10. The system as set forth in claim 9, wherein said transmission module comprises a wireless service provider for transmitting said control signal in wireless format.

11. The system as set forth in 10, wherein said transmission is via cellular transmission.

12. The system as set forth in 10, wherein said transmission is via a pager network.

13. The system as set forth in 10, wherein said transmission is via Global System for Mobile Communication (GSM).

14. The system as set forth in 10, wherein said transmission is via General Packet Radio Service (GPRS).

15. The system as set forth in 10, wherein said transmission is via wireless air interface standard (1XRTT).
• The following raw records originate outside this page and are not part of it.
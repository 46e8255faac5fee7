use argon2::{
    password_hash::{PasswordHash, PasswordHasher, PasswordVerifier, SaltString},
    Argon2,
};
use rand::rngs::OsRng;
use tracing::error;

/// Salted Argon2 hash in PHC string form; a fresh salt is drawn per call.
pub fn hash_password(plain: &str) -> anyhow::Result<String> {
    let salt = SaltString::generate(&mut OsRng);
    Argon2::default()
        .hash_password(plain.as_bytes(), &salt)
        .map(|hash| hash.to_string())
        .map_err(|e| {
            error!(error = %e, "argon2 hash_password error");
            anyhow::anyhow!(e.to_string())
        })
}

/// `Ok(false)` for a wrong password, `Err` only when the stored hash is unreadable.
pub fn verify_password(plain: &str, hash: &str) -> anyhow::Result<bool> {
    let parsed = PasswordHash::new(hash).map_err(|e| {
        error!(error = %e, "argon2 parse hash error");
        anyhow::anyhow!(e.to_string())
    })?;
    Ok(Argon2::default()
        .verify_password(plain.as_bytes(), &parsed)
        .is_ok())
}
16. The system as set forth in claim 9, further comprising:

a transmitter;

a wherein said transceiver receives identifying signals from said transmitter to indicate the location of said transmitter.

17. A control switch for controlling a lighting fixture, wherein said control switch is coupled to said lighting fixture, said control switch comprising:

a RF receiver capable of receiving a control signal via an RF transmission.

18. The control switch as set forth in 17, wherein the control switch further comprises an infrared (IR) port for receiving an infrared control signal.

19. The control switch as set forth in 17, wherein the control switch further comprises a memory module.

20. The control switch as set forth in 17, wherein the control switch further comprises a processor.

21. The control switch as set forth in 17, wherein the control switch is coupled to a light sensor.

22. The control switch as set forth in 17, wherein the control switch is coupled to a motion sensor.